Where the church in its institutional forms has been found to have failed miserably, is there any hope for people of faith who care about the abuse of God’s children? I find that there is strange hope in the words of Jesus Christ: “If anyone causes one of these little ones to stumble, it would be better for them to have a large millstone hung around their neck and to be drowned in the depths of the sea.”
The suffering of “the little ones” matters to God at a profound level. According to Christ, ultimate accountability is coming, it is unavoidable, and it’s an outworking of love. The promised judgement of evil underscores the value of the victim and offers a profound assurance for all who suffer that a loving God will hold the wicked to account, even when human institutions fail.
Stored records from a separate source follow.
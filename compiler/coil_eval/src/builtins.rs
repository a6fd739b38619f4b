//! Engine-provided functions.
//!
//! Builtins occupy the outermost frame of every lexical chain, in
//! `Builtin::ALL` order; the resolver addresses them like any other
//! binding and the compiled target reserves the low function-table tags
//! for them.

use coil_ir::{Name, StringInterner};

use crate::errors::{arity_mismatch, not_a_pair, unsupported_unary, EvalResult};
use crate::value::Value;

/// The builtin function set.
#[derive(Copy, Clone, Eq, PartialEq, Hash, Debug)]
pub enum Builtin {
    /// `pair(head, tail)` - construct a pair.
    Pair,
    /// `head(p)` - first component of a pair.
    Head,
    /// `tail(p)` - second component of a pair.
    Tail,
    /// `is_pair(v)` - whether a value is a pair.
    IsPair,
    /// `abs(n)` - magnitude of a number.
    Abs,
}

impl Builtin {
    /// Every builtin, in slot/table order.
    pub const ALL: [Builtin; 5] = [
        Builtin::Pair,
        Builtin::Head,
        Builtin::Tail,
        Builtin::IsPair,
        Builtin::Abs,
    ];

    /// Source-level name.
    pub const fn name(self) -> &'static str {
        match self {
            Self::Pair => "pair",
            Self::Head => "head",
            Self::Tail => "tail",
            Self::IsPair => "is_pair",
            Self::Abs => "abs",
        }
    }

    /// Declared parameter count.
    pub const fn arity(self) -> u32 {
        match self {
            Self::Pair => 2,
            Self::Head | Self::Tail | Self::IsPair | Self::Abs => 1,
        }
    }

    /// Position in `ALL` - the builtin's slot in the outermost frame and
    /// its function-table tag in the compiled target.
    pub const fn table_index(self) -> u32 {
        self as u32
    }

    /// Builtin for a function-table tag, if it is one.
    pub fn from_index(index: u32) -> Option<Builtin> {
        Self::ALL.get(index as usize).copied()
    }

    /// Interned names in slot order, for the resolver.
    pub fn interned_names(interner: &StringInterner) -> Vec<Name> {
        Self::ALL.iter().map(|b| interner.intern(b.name())).collect()
    }

    /// Apply the builtin to already-evaluated arguments.
    ///
    /// The caller has checked arity via [`Builtin::check_arity`].
    pub fn call(self, args: &[Value]) -> EvalResult {
        match self {
            Self::Pair => Ok(Value::pair(args[0].clone(), args[1].clone())),
            Self::Head => match &args[0] {
                Value::Pair(p) => Ok(p.0.clone()),
                other => Err(not_a_pair(other.type_name())),
            },
            Self::Tail => match &args[0] {
                Value::Pair(p) => Ok(p.1.clone()),
                other => Err(not_a_pair(other.type_name())),
            },
            Self::IsPair => Ok(Value::Bool(matches!(args[0], Value::Pair(_)))),
            Self::Abs => match &args[0] {
                Value::Int(i) => Ok(Value::Int(i.abs())),
                Value::Bool(b) => Ok(Value::int(i64::from(*b))),
                Value::Float(f) => Ok(Value::Float(f.abs())),
                Value::Complex(c) => Ok(Value::Float(c.magnitude())),
                other => Err(unsupported_unary("abs()", other)),
            },
        }
    }

    /// Check an argument count against the declared arity.
    pub fn check_arity(self, got: u32) -> Result<(), crate::errors::RuntimeError> {
        if got == self.arity() {
            Ok(())
        } else {
            Err(arity_mismatch(self.name(), self.arity(), got))
        }
    }
}
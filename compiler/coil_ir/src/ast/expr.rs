//! Expression types.
//!
//! All children are indices, not boxes: expressions reference other
//! expressions by `ExprId` and argument lists by `ExprRange`. Integer
//! literals index a `BigInt` side table so `ExprKind` stays `Copy`; float
//! and imaginary literals store raw `f64` bits so `ExprKind` stays `Eq`
//! and `Hash`.

use std::fmt;

use super::operators::{BinaryOp, BoolOp, UnaryOp};
use super::{ExprId, ExprRange, FuncId, IntId};
use crate::{Name, Span};

/// Expression node.
#[derive(Copy, Clone, Eq, PartialEq)]
pub struct Expr {
    pub kind: ExprKind,
    pub span: Span,
}

impl Expr {
    pub fn new(kind: ExprKind, span: Span) -> Self {
        Expr { kind, span }
    }
}

impl fmt::Debug for Expr {
    fn fmt(&self, f: &mut fmt::Formatter<'_>) -> fmt::Result {
        write!(f, "{:?} @ {:?}", self.kind, self.span)
    }
}

/// Expression variants.
#[derive(Copy, Clone, Eq, PartialEq, Hash, Debug)]
pub enum ExprKind {
    /// Integer literal: 42, 10**100 digits - arbitrary precision,
    /// stored in the arena's integer table.
    Int(IntId),

    /// Float literal: 3.14, 2.5e-8 (stored as bits for `Eq`/`Hash`).
    Float(u64),

    /// Imaginary literal: 2j (the imaginary component, stored as bits).
    Imaginary(u64),

    /// Boolean literal: True, False.
    Bool(bool),

    /// String literal (interned).
    Str(Name),

    /// None literal.
    NoneLit,

    /// Variable reference.
    Ident(Name),

    /// Unary operation: `-x`, `+x`, `not x`.
    Unary { op: UnaryOp, operand: ExprId },

    /// Binary operation (arithmetic or comparison): `left op right`.
    Binary {
        op: BinaryOp,
        left: ExprId,
        right: ExprId,
    },

    /// Short-circuiting boolean operation: `left and right`, `left or right`.
    ///
    /// Kept apart from `Binary` - the right operand must not be evaluated
    /// once the left operand decides the result.
    Logical {
        op: BoolOp,
        left: ExprId,
        right: ExprId,
    },

    /// Conditional expression: `then if cond else orelse`.
    Conditional {
        cond: ExprId,
        then: ExprId,
        orelse: ExprId,
    },

    /// Lambda expression. The referenced function has an expression body.
    Lambda(FuncId),

    /// Function call: `callee(args...)`.
    Call { callee: ExprId, args: ExprRange },
}
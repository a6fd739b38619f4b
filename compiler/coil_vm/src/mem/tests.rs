use coil_eval::Value;
use num_bigint::BigInt;
use pretty_assertions::assert_eq;

use super::*;

fn empty_program() -> CompiledProgram {
    CompiledProgram {
        functions: Vec::new(),
        entry: 0,
    }
}

fn round_trip(value: &Value) -> Value {
    let mut mem = LinearMemory::new();
    let tv = encode(&mut mem, value).expect("encodable");
    decode(&mem, tv, &empty_program())
}

#[test]
fn int_payload_is_twos_complement() {
    let mut mem = LinearMemory::new();
    let tv = encode(&mut mem, &Value::int(-1)).expect("encodable");
    assert_eq!(tv.tag, tag::INT);
    assert_eq!(tv.payload, u64::MAX);

    let tv = encode(&mut mem, &Value::int(i64::MIN)).expect("encodable");
    assert_eq!(tv.payload, 1u64 << 63);
}

#[test]
fn float_payload_is_raw_bits() {
    let mut mem = LinearMemory::new();
    let tv = encode(&mut mem, &Value::Float(-0.0)).expect("encodable");
    assert_eq!(tv.tag, tag::FLOAT);
    assert_eq!(tv.payload, (-0.0f64).to_bits());
}

#[test]
fn big_integers_spill_to_tag_nine() {
    let mut mem = LinearMemory::new();
    let big = BigInt::from(10).pow(50u32);
    let tv = encode(&mut mem, &Value::big(big.clone())).expect("encodable");
    assert_eq!(tv.tag, tag::BIG_INT);
    let decoded = decode(&mem, tv, &empty_program());
    assert_eq!(decoded, Value::big(big));
}

#[test]
fn negative_big_integer_round_trips() {
    let value = Value::big(-(BigInt::from(7).pow(40u32)));
    assert_eq!(round_trip(&value), value);
}

#[test]
fn string_payload_packs_address_and_length() {
    let mut mem = LinearMemory::new();
    let tv = encode(&mut mem, &Value::string("hello")).expect("encodable");
    assert_eq!(tv.tag, tag::STR);
    let addr = (tv.payload >> 32) as u32;
    let len = tv.payload as u32;
    assert_eq!(len, 5);
    assert_eq!(mem.read_bytes(addr, len), b"hello");
}

#[test]
fn complex_record_is_two_doubles() {
    let mut mem = LinearMemory::new();
    let tv = encode(&mut mem, &Value::complex(1.5, -2.5)).expect("encodable");
    assert_eq!(tv.tag, tag::COMPLEX);
    let addr = tv.payload as u32;
    assert_eq!(f64::from_bits(mem.read_u64(addr)), 1.5);
    assert_eq!(f64::from_bits(mem.read_u64(addr + 8)), -2.5);
}

#[test]
fn pair_record_layout_is_24_bytes() {
    let mut mem = LinearMemory::new();
    let head = encode(&mut mem, &Value::int(1)).expect("encodable");
    let tail = encode(&mut mem, &Value::None).expect("encodable");
    let pair = write_pair(&mut mem, head, tail);
    let addr = pair.payload as u32;
    assert_eq!(mem.read_u32(addr), tag::INT);
    assert_eq!(mem.read_u64(addr + 4), 1);
    assert_eq!(mem.read_u32(addr + 12), tag::NONE);
    assert_eq!(mem.read_u64(addr + 16), 0);
}

#[test]
fn nested_pairs_round_trip() {
    let value = Value::pair(
        Value::int(1),
        Value::pair(Value::string("two"), Value::pair(Value::Float(3.0), Value::None)),
    );
    assert_eq!(round_trip(&value), value);
}

#[test]
fn scalar_round_trips() {
    for value in [
        Value::int(0),
        Value::int(i64::MAX),
        Value::Bool(true),
        Value::Bool(false),
        Value::None,
        Value::Float(f64::INFINITY),
        Value::string(""),
        Value::complex(0.0, 1.0),
    ] {
        assert_eq!(round_trip(&value), value);
    }
}

#[test]
fn nan_round_trips_bit_exactly() {
    let mut mem = LinearMemory::new();
    let tv = encode(&mut mem, &Value::Float(f64::NAN)).expect("encodable");
    assert_eq!(tv.payload, f64::NAN.to_bits());
}

#[test]
fn functions_are_unencodable_data() {
    let mut mem = LinearMemory::new();
    let err = encode(&mut mem, &Value::Builtin(coil_eval::Builtin::Abs))
        .expect_err("functions have no data encoding");
    assert_eq!(err.type_name, "function");
}

#[test]
fn closure_payload_bit_layout() {
    let parts = ClosureParts {
        func_tag: 0x0102,
        arity: 3,
        frame_size: 7,
        parent_env: 0xDEAD_BEEF,
    };
    let payload = pack_closure(parts);
    assert_eq!(payload >> 48, 0x0102);
    assert_eq!((payload >> 40) & 0xFF, 3);
    assert_eq!((payload >> 32) & 0xFF, 7);
    assert_eq!(payload & 0xFFFF_FFFF, 0xDEAD_BEEF);
    assert_eq!(unpack_closure(payload), parts);
}

#[test]
fn environment_records_follow_the_slot_layout() {
    let mut mem = LinearMemory::new();
    let parent = alloc_env(&mut mem, 0, 1);
    let child = alloc_env(&mut mem, parent, 2);

    // Word 0 is the parent address; slots start at +4 in 12-byte strides.
    assert_eq!(mem.read_u32(child), parent);
    assert_eq!(read_slot(&mem, child, 0), TaggedValue::UNBOUND);
    assert_eq!(read_slot(&mem, child, 1), TaggedValue::UNBOUND);

    write_slot(&mut mem, parent, 0, TaggedValue::bool(true));
    assert_eq!(env_read(&mem, child, 1, 0), TaggedValue::bool(true));

    env_write(&mut mem, child, 0, 1, TaggedValue::NONE);
    assert_eq!(read_slot(&mem, child, 1), TaggedValue::NONE);
    // The raw bytes sit where the contract says they sit.
    assert_eq!(mem.read_u32(child + 4 + 12), tag::NONE);
}

#[test]
fn bump_allocation_is_monotone_and_aligned() {
    let mut mem = LinearMemory::new();
    let a = mem.alloc(3);
    let b = mem.alloc(24);
    let c = mem.alloc(1);
    assert!(a < b && b < c);
    assert_eq!(a % 8, 0);
    assert_eq!(b % 8, 0);
    assert_eq!(c % 8, 0);
    assert!(mem.heap_size() >= (c as usize) + 1);
}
But this framework of judgement and justice ought also to be reflected in our commitments to each other today within faith communities. We must welcome transparency, accountability and oversight by external authorities. If we willingly embrace this path, it will reflect an honest appraisal of the possibility of evil within our own camps and the necessity of a proper response to what is revealed. It would also demonstrate a healthy theological appreciation of our own human capacity to sin, and to self-deceive.
As we look at what is happening amongst the Southern Baptists in America we would be foolish to think that abuse is not a problem here. A reckoning is coming, and it’s time for some tables to be overturned in our churches and institutions. The pursuit of power, the protection of assets, or the insinuations of lawyers and insurers that there is a ‘greater good’ than bringing the truth—however uncomfortable—into the light, be damned. Those who experienced danger in a place where they rightly expected to find safety are raising their voices. May they find in Christ one who prizes “the little ones” and one who will put down the mighty from their seats, and exalt them of low degree.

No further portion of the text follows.